Pour les partisans de l’Etat démocratique, il est inconcevable que les hommes soient disposés à abandonner une fois pour toutes l’ensemble de leurs droits naturels au profit d’un souverain tout puissant sans exiger la moindre contrepartie ! Ils estiment au contraire qu’un régime tempéré est seul à même de préserver l’égalité et la liberté naturelle des hommes. Selon Spinoza (1632-1677), la véritable fin de l’Etat est la protection de nos droits, mais la décision de confier le pouvoir à certaines personnes supposées compétentes pour l’exercer peut se retourner contre les initiateurs du contrat : n’importe quel arrangement, et n’importe quel régime politique, ne garantissent pas cette liberté qui est théoriquement la fin de l’Etat. Pour éviter toute dérive autoritaire, il faut veiller d’emblée à bien délimiter les pouvoirs des hommes d’Etat. De ce point de vue, l’Etat démocratique, qui se fonde sur « la saine raison » est le plus naturel et le plus qualifié pour préserver les droits fondamentaux de tous les citoyens. Pour Spinoza, il ne faut donc pas plus d’Etat, pas moins non plus, mais il faut un Etat plus démocratique c’est-à-dire plus à même de prendre en considération et de faire valoir les intérêts de tous.
Selon la conception démocratique de l’Etat qui sera reprise et complétée par Rousseau dans Du Contrat social, le « peuple » ne préexiste pas au Contrat. Il ne renonce pas donc pas le moins du monde à la souveraineté en se constituant, par le contrat social, en « peuple ». Bien au contraire, les individus se donnent une volonté commune grâce à cet engagement qui n’implique aucune soumission.

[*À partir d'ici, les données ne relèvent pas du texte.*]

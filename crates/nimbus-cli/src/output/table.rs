//! Table-formatted output.

use comfy_table::{presets, Cell, Table};

use super::writer::Row;

/// Render rows as a borderless, left-aligned table: one header line from
/// the first row's headers, then one line per row. Rows are built with a
/// uniform field set, so the first row defines the columns. An empty
/// dataset carries no headers and renders the empty string.
pub fn render(rows: &[Row]) -> String {
    let Some(first) = rows.first() else {
        return String::new();
    };

    let mut table = Table::new();
    table.load_preset(presets::NOTHING);
    table.set_header(first.iter().map(|field| Cell::new(&field.header)));

    for row in rows {
        table.add_row(row.iter().map(|field| Cell::new(&field.value)));
    }

    table.to_string()
}

#[cfg(test)]
mod tests {
    use super::*;
    use crate::output::writer::Field;

    fn field(label: &str, value: &str) -> Field {
        Field {
            label: label.to_string(),
            header: label.to_uppercase(),
            value: value.to_string(),
        }
    }

    #[test]
    fn test_header_plus_one_line_per_row() {
        let rows = vec![
            vec![field("version", "1.29"), field("type", "stable")],
            vec![field("version", "1.28"), field("type", "stable")],
        ];

        let rendered = render(&rows);
        let lines: Vec<&str> = rendered.lines().collect();
        assert_eq!(lines.len(), 3);

        for line in &lines {
            assert_eq!(line.split_whitespace().count(), 2);
        }

        assert!(lines[0].contains("VERSION"));
        assert!(lines[0].contains("TYPE"));
        assert!(lines[1].contains("1.29"));
    }

    #[test]
    fn test_columns_align_on_widest_cell() {
        let rows = vec![
            vec![field("name", "g4s.small"), field("type", "instance")],
            vec![field("name", "x"), field("type", "db")],
        ];

        let rendered = render(&rows);
        let lines: Vec<&str> = rendered.lines().collect();

        // Second column starts at the same offset on every line.
        let offset = lines[1].find("instance").unwrap();
        assert_eq!(lines[2].find("db").unwrap(), offset);
    }

    #[test]
    fn test_empty_dataset_renders_empty_string() {
        assert_eq!(render(&[]), "");
    }
}
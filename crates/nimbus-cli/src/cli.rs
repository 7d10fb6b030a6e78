//! CLI argument definitions using clap.

use std::path::PathBuf;

use clap::{Args, Parser, Subcommand};

use crate::output::OutputFormat;

/// Nimbus CLI - command-line client for the Nimbus cloud control plane
#[derive(Parser, Debug)]
#[command(name = "nimbus")]
#[command(author, version, about, long_about = None)]
#[command(propagate_version = true)]
pub struct Cli {
    /// Output format
    #[arg(short, long, global = true, value_enum, default_value = "table")]
    pub output: OutputFormat,

    /// Fields for custom format / field filter (e.g. "id,name" or "ID: {code}")
    #[arg(short, long, global = true)]
    pub fields: Option<String>,

    /// Pretty-print JSON output
    #[arg(long, global = true)]
    pub pretty: bool,

    /// Region for this invocation (overrides the configured region)
    #[arg(long, global = true, env = "NIMBUS_REGION")]
    pub region: Option<String>,

    /// API key (overrides the configured key)
    #[arg(long, global = true, env = "NIMBUS_API_KEY", hide_env_values = true)]
    pub api_key: Option<String>,

    /// Path to the config file
    #[arg(long, global = true)]
    pub config: Option<PathBuf>,

    #[command(subcommand)]
    pub command: Commands,
}

#[derive(Subcommand, Debug)]
pub enum Commands {
    /// Kubernetes cluster information
    #[command(visible_alias = "k8s")]
    Kubernetes(KubernetesArgs),

    /// Private network management
    #[command(visible_alias = "networks")]
    Network(NetworkArgs),

    /// Instance size information
    #[command(visible_alias = "sizes")]
    Size(SizeArgs),

    /// Instance template information
    #[command(visible_alias = "templates")]
    Template(TemplateArgs),
}

// ==================== Kubernetes ====================

#[derive(Args, Debug)]
pub struct KubernetesArgs {
    #[command(subcommand)]
    pub command: KubernetesCommands,
}

#[derive(Subcommand, Debug)]
pub enum KubernetesCommands {
    /// List all Kubernetes cluster versions
    #[command(visible_alias = "version")]
    Versions,
}

// ==================== Network ====================

#[derive(Args, Debug)]
pub struct NetworkArgs {
    #[command(subcommand)]
    pub command: NetworkCommands,
}

#[derive(Subcommand, Debug)]
pub enum NetworkCommands {
    /// Create a new network
    #[command(visible_aliases = ["new", "add"])]
    Create(NetworkCreateArgs),
}

#[derive(Args, Debug)]
pub struct NetworkCreateArgs {
    /// Label for the new network
    pub name: String,
}

// ==================== Size ====================

#[derive(Args, Debug)]
pub struct SizeArgs {
    #[command(subcommand)]
    pub command: SizeCommands,
}

#[derive(Subcommand, Debug)]
pub enum SizeCommands {
    /// List instance sizes
    #[command(visible_aliases = ["ls", "all"])]
    List(SizeListArgs),
}

#[derive(Args, Debug)]
pub struct SizeListArgs {
    /// Filter by size family (instance, kubernetes, database)
    #[arg(short = 's', long)]
    pub filter: Option<String>,
}

// ==================== Template ====================

#[derive(Args, Debug)]
pub struct TemplateArgs {
    #[command(subcommand)]
    pub command: TemplateCommands,
}

#[derive(Subcommand, Debug)]
pub enum TemplateCommands {
    /// List templates
    #[command(visible_aliases = ["ls", "all"])]
    List,
}

#[cfg(test)]
mod tests {
    use super::*;
    use clap::CommandFactory;

    #[test]
    fn test_cli_definition_is_consistent() {
        Cli::command().debug_assert();
    }

    #[test]
    fn test_global_flags_reach_subcommands() {
        let cli = Cli::try_parse_from([
            "nimbus", "size", "list", "--output", "json", "--pretty", "--region", "LON1",
        ])
        .unwrap();

        assert_eq!(cli.output, OutputFormat::Json);
        assert!(cli.pretty);
        assert_eq!(cli.region.as_deref(), Some("LON1"));
        assert!(matches!(
            cli.command,
            Commands::Size(SizeArgs {
                command: SizeCommands::List(_)
            })
        ));
    }

    #[test]
    fn test_aliases_parse() {
        let cli = Cli::try_parse_from(["nimbus", "kubernetes", "version"]).unwrap();
        assert!(matches!(cli.command, Commands::Kubernetes(_)));

        let cli = Cli::try_parse_from(["nimbus", "templates", "ls"]).unwrap();
        assert!(matches!(cli.command, Commands::Template(_)));
    }
}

Selon Rousseau, en « aliénant tous mes droits » à l’occasion de ce fameux contrat, je ne renonce pas à ma souveraineté, car « chacun se donnant à tous ne se donne à personne ». De cette manière : « on gagne l’équivalent de tout ce qu’on perd et plus de force pour conserver ce que l’on a ». Ainsi conçu, cet « acte d’association » ne produit pas un pouvoir ou une autorité séparée du corps social, mais un « corps moral et collectif qui prend le nom de « République » ou de corps politique, lequel est appelé par ses membres « Etat » quand il est passif, Souverain quand il est actif, Puissance en le comparant à ses semblables » (c’est-à-dire à l’égard des autres Etats) ». Ainsi, selon Rousseau, « chaque associé s’unissant à tous n’obéit pourtant qu’à lui-même et reste aussi libre qu’auparavant » (Du contrat social, Livre I, chapitre 6). Dans l’Etat fictif que Rousseau imagine, le peuple reste souverain puisque la souveraineté n’est rien d’autre que « l’exercice de la volonté générale ». La loi, qui est l’expression de la volonté générale, est toujours juste puisque la volonté générale « est toujours droite », même si « elle n’est pas toujours éclairée » (Livre I, chapitre 3).

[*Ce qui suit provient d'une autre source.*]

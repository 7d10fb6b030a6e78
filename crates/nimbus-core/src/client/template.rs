//! Template and disk-image listings.
//!
//! Newer regions serve disk images instead of templates; the CLI maps both
//! onto the same output columns.

use serde::Deserialize;

use super::ApiClient;
use crate::error::CoreError;

/// One installable template (legacy regions).
#[derive(Debug, Clone, Deserialize)]
pub struct Template {
    pub id: String,

    #[serde(default)]
    pub code: String,

    #[serde(default)]
    pub name: String,

    #[serde(default)]
    pub short_description: String,

    #[serde(default)]
    pub description: String,

    #[serde(default)]
    pub default_username: String,
}

/// One installable disk image (newer regions).
#[derive(Debug, Clone, Deserialize)]
pub struct DiskImage {
    pub id: String,

    #[serde(default)]
    pub name: String,

    #[serde(default)]
    pub version: String,

    #[serde(default)]
    pub label: String,
}

impl ApiClient {
    /// List templates available in the current region.
    pub async fn list_templates(&self) -> Result<Vec<Template>, CoreError> {
        self.get("/v2/templates").await
    }

    /// List disk images available in the current region.
    pub async fn list_disk_images(&self) -> Result<Vec<DiskImage>, CoreError> {
        self.get("/v2/disk_images").await
    }
}
//! Error types for the Nimbus core library.

use thiserror::Error;

/// Core error type for shared operations.
#[derive(Debug, Error)]
pub enum CoreError {
    #[error("Creating the connection to the Nimbus API failed: {0}")]
    Connection(String),

    #[error(transparent)]
    Api(#[from] ApiError),

    #[error("Config error: {0}")]
    Config(#[from] ConfigError),

    #[error("IO error: {0}")]
    Io(#[from] std::io::Error),
}

/// Errors from API requests.
#[derive(Debug, Error)]
pub enum ApiError {
    #[error("request to {url} failed: {source}")]
    Http {
        url: String,
        #[source]
        source: reqwest::Error,
    },

    #[error("the API returned {status}: {message}")]
    Status { status: u16, message: String },

    #[error("invalid response from {url}: {message}")]
    Decode { url: String, message: String },
}

/// Errors from the persisted CLI settings.
#[derive(Debug, Error)]
pub enum ConfigError {
    #[error("no API key set; pass --api-key or set NIMBUS_API_KEY")]
    MissingApiKey,

    #[error("failed to parse config file: {0}")]
    Parse(#[from] serde_json::Error),

    #[error("could not determine a config directory for this platform")]
    NoConfigDir,

    #[error("IO error: {0}")]
    Io(#[from] std::io::Error),
}
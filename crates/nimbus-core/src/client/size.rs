//! Instance size listing.

use serde::Deserialize;

use super::ApiClient;
use crate::error::CoreError;

/// One purchasable instance size.
#[derive(Debug, Clone, Deserialize)]
pub struct InstanceSize {
    pub name: String,

    #[serde(default)]
    pub description: String,

    /// Size family: "instance", "kubernetes" or "database".
    #[serde(rename = "type", default)]
    pub kind: String,

    #[serde(default)]
    pub cpu_cores: u32,

    #[serde(default)]
    pub ram_mb: u32,

    #[serde(default)]
    pub disk_gb: u32,

    #[serde(default)]
    pub selectable: bool,
}

impl InstanceSize {
    /// Whether this size belongs to the given family filter.
    pub fn matches_kind(&self, filter: &str) -> bool {
        self.kind.contains(filter)
    }
}

impl ApiClient {
    /// List all instance sizes available in the current region.
    pub async fn list_sizes(&self) -> Result<Vec<InstanceSize>, CoreError> {
        self.get("/v2/sizes").await
    }
}
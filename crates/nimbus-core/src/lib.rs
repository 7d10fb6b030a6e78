//! Shared core library for the Nimbus cloud CLI.
//!
//! Provides the typed REST API client, the persisted CLI settings, and the
//! core error taxonomy. This crate does no printing; presentation lives in
//! the CLI crate.

pub mod client;
pub mod config;
pub mod error;

pub use client::ApiClient;
pub use config::Settings;
pub use error::{ApiError, ConfigError, CoreError};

Il faut préciser ici que la « volonté générale » de Rousseau n’est pas la volonté de la majorité ni même celle de tous, mais la volonté raisonnable qui est présente en tout homme et qui ne s’exprime que lorsque nous nous prononçons de façon désintéressée sur des questions relevant de l’intérêt général. En ce sens et en ce sens seulement, la « loi est juste », car elle exprime vraiment la « volonté générale ». Les décisions arbitraires (c’est-à-dire injustes, dictées par les passions ou par les intérêts partisans) ne peuvent venir que du pouvoir exécutif, c’est-à-dire des hommes. Dans cette théorie purement hypothétique de la république, le gouvernement, constitué du personnel politique, est subordonné au pouvoir législatif, c’est-à-dire au « souverain », c’est-à-dire au peuple : « un peuple libre obéit, mais il ne sert pas ; il a des chefs et non pas des maîtres ; il obéit aux lois mais il n’obéit qu’aux lois, et c’est pas la force des lois qu’il n’obéit pas aux hommes » (Lettres écrites sur la Montagne, 1764).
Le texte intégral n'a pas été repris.